Lieutenant Taber United States World War One Centennial Commission
Upon their arrival in England, the 168th paraded through Winchester and South Hampton.44 Webster described the English landscape to his former fiancée, Ione “Betty” Zelenhofer, as “cloudy, foggy, and rainy.”45 Despite the foul weather, most soldiers enjoyed their brief time in England, and the troops received a motivational letter from King George V, who offered them his support and thanks.46 However, this stay in England lasted only five days, and the Iowans began joining the rest of the Rainbow Division in Le Havre, France, throughout December 1917. After two days in a rest camp that Pvt. Cecil Clark described as a “Hell hole,” the regiment moved toward Rimaucourt, Haute-Marne, where they remained for the next two months.47 The troopers spent most of this time drilling and trying to keep warm in their leisure time.
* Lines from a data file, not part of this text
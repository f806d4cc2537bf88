//! In-process table store.
//!
//! Behaves like the remote backends for the operations the registry relies
//! on: unique columns are enforced on insert and update, procedures run
//! against the current tables, and faults can be injected to exercise
//! transport-failure paths.

use std::collections::{HashMap, VecDeque};
use std::sync::{Arc, Mutex, MutexGuard};

use async_trait::async_trait;
use tracing::debug;

use crate::table::value_text;
use crate::{validate_identifier, Filter, Row, StoreError, StoreResult, TableStore};

/// A server-side procedure: reads the tables, returns rows.
pub type Procedure = Arc<dyn Fn(&MemoryTables, &Row) -> StoreResult<Vec<Row>> + Send + Sync>;

/// Read-only view of the in-memory tables, handed to procedures.
#[derive(Debug, Default, Clone)]
pub struct MemoryTables {
    tables: HashMap<String, Vec<Row>>,
}

impl MemoryTables {
    /// Rows of `table` in insertion order. Unknown tables are empty.
    pub fn rows(&self, table: &str) -> &[Row] {
        self.tables.get(table).map(Vec::as_slice).unwrap_or(&[])
    }
}

#[derive(Default)]
struct Inner {
    tables: MemoryTables,
    unique: HashMap<String, Vec<String>>,
    procedures: HashMap<String, Procedure>,
    faults: VecDeque<String>,
}

/// In-memory `TableStore`.
#[derive(Clone, Default)]
pub struct MemoryStore {
    inner: Arc<Mutex<Inner>>,
}

impl MemoryStore {
    /// Create an empty store.
    pub fn new() -> Self {
        Self::default()
    }

    /// Declare `column` of `table` unique.
    pub fn with_unique(self, table: &str, column: &str) -> Self {
        if let Ok(mut inner) = self.inner.lock() {
            inner
                .unique
                .entry(table.to_string())
                .or_default()
                .push(column.to_string());
        }
        self
    }

    /// Register a procedure callable through `rpc`.
    pub fn register_procedure<F>(&self, name: &str, procedure: F)
    where
        F: Fn(&MemoryTables, &Row) -> StoreResult<Vec<Row>> + Send + Sync + 'static,
    {
        if let Ok(mut inner) = self.inner.lock() {
            inner
                .procedures
                .insert(name.to_string(), Arc::new(procedure));
        }
    }

    /// Make the next store call fail with `StoreError::Unavailable`.
    ///
    /// Calls queue up: each call consumes one injected fault.
    pub fn fail_next(&self, message: impl Into<String>) {
        if let Ok(mut inner) = self.inner.lock() {
            inner.faults.push_back(message.into());
        }
    }

    /// Snapshot of a table's rows.
    pub fn rows(&self, table: &str) -> Vec<Row> {
        self.inner
            .lock()
            .map(|inner| inner.tables.rows(table).to_vec())
            .unwrap_or_default()
    }

    /// Lock the store and consume a pending fault, if any.
    fn begin(&self) -> StoreResult<MutexGuard<'_, Inner>> {
        let mut inner = self
            .inner
            .lock()
            .map_err(|_| StoreError::Unavailable("memory store lock poisoned".to_string()))?;
        if let Some(message) = inner.faults.pop_front() {
            return Err(StoreError::Unavailable(message));
        }
        Ok(inner)
    }
}

impl Inner {
    /// Find a unique column of `table` on which `candidate` collides with a
    /// row other than the one at `skip`.
    fn unique_conflict(&self, table: &str, candidate: &Row, skip: Option<usize>) -> Option<String> {
        let columns = self.unique.get(table)?;
        let rows = self.tables.rows(table);
        columns
            .iter()
            .find(|column| {
                let Some(value) = candidate.get(column.as_str()).and_then(value_text) else {
                    return false;
                };
                rows.iter().enumerate().any(|(index, row)| {
                    Some(index) != skip
                        && row.get(column.as_str()).and_then(value_text).as_deref()
                            == Some(value.as_str())
                })
            })
            .cloned()
    }
}

fn unique_violation(table: &str, column: &str, candidate: &Row) -> StoreError {
    let value = candidate
        .get(column)
        .and_then(value_text)
        .unwrap_or_default();
    StoreError::UniqueViolation {
        table: table.to_string(),
        constraint: Some(format!("{table}_{column}_key")),
        message: format!("duplicate key value ({column})=({value}) already exists"),
    }
}

#[async_trait]
impl TableStore for MemoryStore {
    fn backend(&self) -> &'static str {
        "memory"
    }

    async fn select(&self, table: &str, filter: Option<&Filter>) -> StoreResult<Vec<Row>> {
        validate_identifier(table)?;
        let inner = self.begin()?;
        let rows = inner
            .tables
            .rows(table)
            .iter()
            .filter(|row| filter.is_none_or(|filter| filter.matches(row)))
            .cloned()
            .collect::<Vec<_>>();
        debug!(table, rows = rows.len(), "memory select");
        Ok(rows)
    }

    async fn insert(&self, table: &str, row: Row) -> StoreResult<Row> {
        validate_identifier(table)?;
        let mut inner = self.begin()?;
        if let Some(column) = inner.unique_conflict(table, &row, None) {
            return Err(unique_violation(table, &column, &row));
        }
        inner
            .tables
            .tables
            .entry(table.to_string())
            .or_default()
            .push(row.clone());
        debug!(table, "memory insert");
        Ok(row)
    }

    async fn update(&self, table: &str, changes: Row, filter: &Filter) -> StoreResult<Vec<Row>> {
        validate_identifier(table)?;
        if changes.is_empty() {
            return Err(StoreError::InvalidRequest("update without changes".to_string()));
        }
        let mut inner = self.begin()?;

        let targets = inner
            .tables
            .rows(table)
            .iter()
            .enumerate()
            .filter(|(_, row)| filter.matches(row))
            .map(|(index, _)| index)
            .collect::<Vec<_>>();

        // Check every target before touching any row so a conflict leaves
        // the table untouched.
        let mut updated = Vec::with_capacity(targets.len());
        for &index in &targets {
            let mut candidate = inner.tables.rows(table)[index].clone();
            candidate.extend(changes.clone());
            if let Some(column) = inner.unique_conflict(table, &candidate, Some(index)) {
                return Err(unique_violation(table, &column, &candidate));
            }
            updated.push((index, candidate));
        }

        if let Some(rows) = inner.tables.tables.get_mut(table) {
            for (index, candidate) in &updated {
                rows[*index] = candidate.clone();
            }
        }
        debug!(table, rows = updated.len(), "memory update");
        Ok(updated.into_iter().map(|(_, row)| row).collect())
    }

    async fn rpc(&self, procedure: &str, params: Row) -> StoreResult<Vec<Row>> {
        validate_identifier(procedure)?;
        let inner = self.begin()?;
        let Some(call) = inner.procedures.get(procedure).cloned() else {
            return Err(StoreError::UnknownProcedure(procedure.to_string()));
        };
        let rows = call(&inner.tables, &params)?;
        debug!(procedure, rows = rows.len(), "memory rpc");
        Ok(rows)
    }
}

#[cfg(test)]
mod tests {
    use super::*;
    use serde_json::{json, Value};

    const TABLE: &str = "staff_allocation";

    fn row(value: Value) -> Row {
        match value {
            Value::Object(map) => map,
            _ => unreachable!(),
        }
    }

    fn store() -> MemoryStore {
        MemoryStore::new().with_unique(TABLE, "staffnumber")
    }

    #[tokio::test]
    async fn test_insert_then_select() {
        let store = store();
        store
            .insert(TABLE, row(json!({ "staffnumber": "S1", "wardnumber": "2" })))
            .await
            .unwrap();
        store
            .insert(TABLE, row(json!({ "staffnumber": "S2", "wardnumber": "3" })))
            .await
            .unwrap();

        let all = store.select(TABLE, None).await.unwrap();
        assert_eq!(all.len(), 2);

        let filtered = store
            .select(TABLE, Some(&Filter::eq("wardnumber", "3")))
            .await
            .unwrap();
        assert_eq!(filtered.len(), 1);
        assert_eq!(filtered[0]["staffnumber"], json!("S2"));
    }

    #[tokio::test]
    async fn test_unique_column_enforced() {
        let store = store();
        store
            .insert(TABLE, row(json!({ "staffnumber": "S1", "wardnumber": "2" })))
            .await
            .unwrap();
        let err = store
            .insert(TABLE, row(json!({ "staffnumber": "S1", "wardnumber": "9" })))
            .await
            .unwrap_err();
        assert!(err.is_unique_violation());
        match err {
            StoreError::UniqueViolation { constraint, .. } => {
                assert_eq!(constraint.as_deref(), Some("staff_allocation_staffnumber_key"));
            }
            other => panic!("unexpected error: {other}"),
        }
        assert_eq!(store.rows(TABLE).len(), 1);
    }

    #[tokio::test]
    async fn test_update_returns_changed_rows() {
        let store = store();
        store
            .insert(TABLE, row(json!({ "staffnumber": "S1", "shift": "Morning" })))
            .await
            .unwrap();

        let updated = store
            .update(
                TABLE,
                row(json!({ "shift": "Night" })),
                &Filter::eq("staffnumber", "S1"),
            )
            .await
            .unwrap();
        assert_eq!(updated.len(), 1);
        assert_eq!(updated[0]["shift"], json!("Night"));
        assert_eq!(store.rows(TABLE)[0]["shift"], json!("Night"));

        let none = store
            .update(
                TABLE,
                row(json!({ "shift": "Late" })),
                &Filter::eq("staffnumber", "S404"),
            )
            .await
            .unwrap();
        assert!(none.is_empty());
    }

    #[tokio::test]
    async fn test_update_cannot_duplicate_unique_column() {
        let store = store();
        store
            .insert(TABLE, row(json!({ "staffnumber": "S1" })))
            .await
            .unwrap();
        store
            .insert(TABLE, row(json!({ "staffnumber": "S2" })))
            .await
            .unwrap();

        let err = store
            .update(
                TABLE,
                row(json!({ "staffnumber": "S1" })),
                &Filter::eq("staffnumber", "S2"),
            )
            .await
            .unwrap_err();
        assert!(err.is_unique_violation());
        assert_eq!(store.rows(TABLE)[1]["staffnumber"], json!("S2"));
    }

    #[tokio::test]
    async fn test_injected_fault_consumed_once() {
        let store = store();
        store.fail_next("network down");

        let err = store.select(TABLE, None).await.unwrap_err();
        assert!(matches!(err, StoreError::Unavailable(ref m) if m == "network down"));
        assert!(store.select(TABLE, None).await.is_ok());
    }

    #[tokio::test]
    async fn test_rpc_runs_registered_procedure() {
        let store = store();
        store
            .insert(TABLE, row(json!({ "staffnumber": "S1", "wardnumber": "2" })))
            .await
            .unwrap();
        store.register_procedure("count_rows", |tables, _params| {
            let count = tables.rows(TABLE).len();
            Ok(vec![row(json!({ "count": count }))])
        });

        let rows = store.rpc("count_rows", Row::new()).await.unwrap();
        assert_eq!(rows[0]["count"], json!(1));

        let err = store.rpc("missing", Row::new()).await.unwrap_err();
        assert!(matches!(err, StoreError::UnknownProcedure(_)));
    }

    #[tokio::test]
    async fn test_invalid_table_name_rejected() {
        let err = store().select("x; drop", None).await.unwrap_err();
        assert!(matches!(err, StoreError::InvalidIdentifier(_)));
    }
}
However, this stay had its high points. Francis Webster received a promotion to corporal in mid-December, and the troops enjoyed a turkey dinner on Christmas day, complete with mashed potatoes, figs, cake, biscuits, and coffee. They spent Christmas evening in a cathedral where French soldiers put on a lengthy musical performance, topped off with a rendition of “La Marseillaise.” Eight Americans, including Webster, finished the show by singing the “Star- Spangled Banner” to resounding cheers from the audience.48
Although Webster’s regiment trained near Rimaucourt, American high command remained locked in an ongoing debate with their French and British counterparts regarding the AEF’s role on the front lines. French and British calls for amalgamation required the Americans to serve as replacement troops and fall under their control. Both the American commander, General John J. Pershing, and President Wilson refused to accept this plan, as they intended to maintain an independent command and serve alongside the French and British, not under them. General Pershing believed amalgamation would weaken the American wartime position and alienate the American populace and the troops themselves, who wished to fight for their own interests. Furthermore, if the Americans did not have an independent command, General Pershing’s strategic goal of an all-out American assault against the German main force would never come to fruition. Pershing’s persistence paid off, and the American troops went to the front as independent units under American commanders. As a compromise, General Pershing sent the 93d Division (composed mostly of African American National Guard units) to serve under the French for the duration of the war. Other divisions, such as the 42d, would serve in French lines under American commanders until the rest of the AEF arrived.49
American troopers seemed to support General Pershing. Francis Webster told his parents that “Politically, we all think that without doubt Pershing will be the next president.”50 French soldiers, however, grew impatient with the United States’ slow buildup. According to Webster, “The French soldiers with whom I’ve talked are very unreasonably impatient because we have not already got several millions of men in the field. We try to make them realize the difficulties which our country is facing. From what I read, the ship problem is the biggest, and so I hope they give Schwab a free hand.”51 Here, Webster referenced Charles M. Schwab, whom President Wilson placed in charge of shipbuilding. Ultimately, logistical struggles limited the United States’ ability to bring the entire AEF into the field quickly. Even though the Rainbow Division had been in the trenches for more than a month by the time of this letter, the majority of the AEF remained in the United States. For the first half of 1918, Webster’s division was one of only four substantial American forces in the field, and while allied commanders debated strategy and command structures, the American troops were about to receive a trial by fire.
Webster on the Front
In February, the 168th began its move toward the front. Throughout the first two weeks of the month, the troops marched from station to station and town to town before settling in Baccarat, France. On 18 February, the regiment marched 9 miles through a snowstorm before they set up camp. The troops bunked in whatever shelter they could find: empty homes, cellars, shacks, or barns. Francis Webster—along with forty others—slept in an abandoned hay loft.52 On 1 March 1918, Webster’s machine gun company moved to the forward trenches in relief of French companies on the front lines. Four days later, Webster awoke to the sound of a heavy bombardment and gas calls.53 He and the rest of his company hastily donned their gas masks, scurried out of their dugouts, and took up their positions along the trench, but this was not the prelude to an attack. Although one Iowa corporal died during the barrage, it was simply a prolonged bombardment on Webster’s section of trench.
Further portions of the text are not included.